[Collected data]
────────────────────────────────────────

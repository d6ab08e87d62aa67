// ============================================
// File: crates/sealrpc-client/src/main.rs
// ============================================
//! # sealrpc-call
//!
//! ## Creation Reason
//! One-shot command line client for checking a deployment by hand.
//!
//! ## Usage
//! ```bash
//! sealrpc-call --config client.toml Calc.Add '{"A":5,"B":3}'
//! sealrpc-call --config client.toml Diagnostics.Echo hello
//! ```
//!
//! ## Last Modified
//! v0.1.0 - Initial CLI implementation

use std::path::PathBuf;

use clap::Parser;

use sealrpc_client::{ClientConfig, RpcClient};
use sealrpc_common::logging::{fatal, init_logging, LogLevel};

/// Calls one method on a SealRPC server and prints the reply.
#[derive(Parser, Debug)]
#[command(name = "sealrpc-call")]
#[command(author, version, about, long_about = None)]
struct Cli {
    /// Path to configuration file
    #[arg(short, long, default_value = "/etc/sealrpc/client.toml")]
    config: PathBuf,

    /// Method name, e.g. Calc.Add
    method: String,

    /// Argument bytes, sent as given
    #[arg(default_value = "")]
    args: String,
}

#[tokio::main]
async fn main() {
    let cli = Cli::parse();

    let logging = init_logging(LogLevel::Warn);

    if let Err(e) = run(cli, logging).await {
        fatal(format!("{e:#}"));
    }
}

async fn run(cli: Cli, logging: Option<sealrpc_common::LogHandle>) -> anyhow::Result<()> {
    let config = ClientConfig::load(&cli.config).await?;
    if std::env::var_os("RUST_LOG").is_none() {
        if let Some(handle) = &logging {
            handle.set_level(config.logging.level)?;
        }
    }

    let client = RpcClient::from_config(&config).await?;
    let reply = client.call(&cli.method, cli.args.into_bytes()).await;
    client.close();

    let reply = reply?;
    println!("{}", String::from_utf8_lossy(&reply));
    Ok(())
}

────────────────────────────────────────

• _WHAT TO WORK ON_
Give back exactly the lines above starting at the line where "Cli, logging: Option<sealrpc_common::LogHandle>)" appears and ending at the line where "let client = RpcClient::from_config(&config).await?;" appears, both included, with no other lines.

• _THE ANSWER_
async fn run(cli: Cli, logging: Option<sealrpc_common::LogHandle>) -> anyhow::Result<()> {
    let config = ClientConfig::load(&cli.config).await?;
    if std::env::var_os("RUST_LOG").is_none() {
        if let Some(handle) = &logging {
            handle.set_level(config.logging.level)?;
        }
    }

    let client = RpcClient::from_config(&config).await?;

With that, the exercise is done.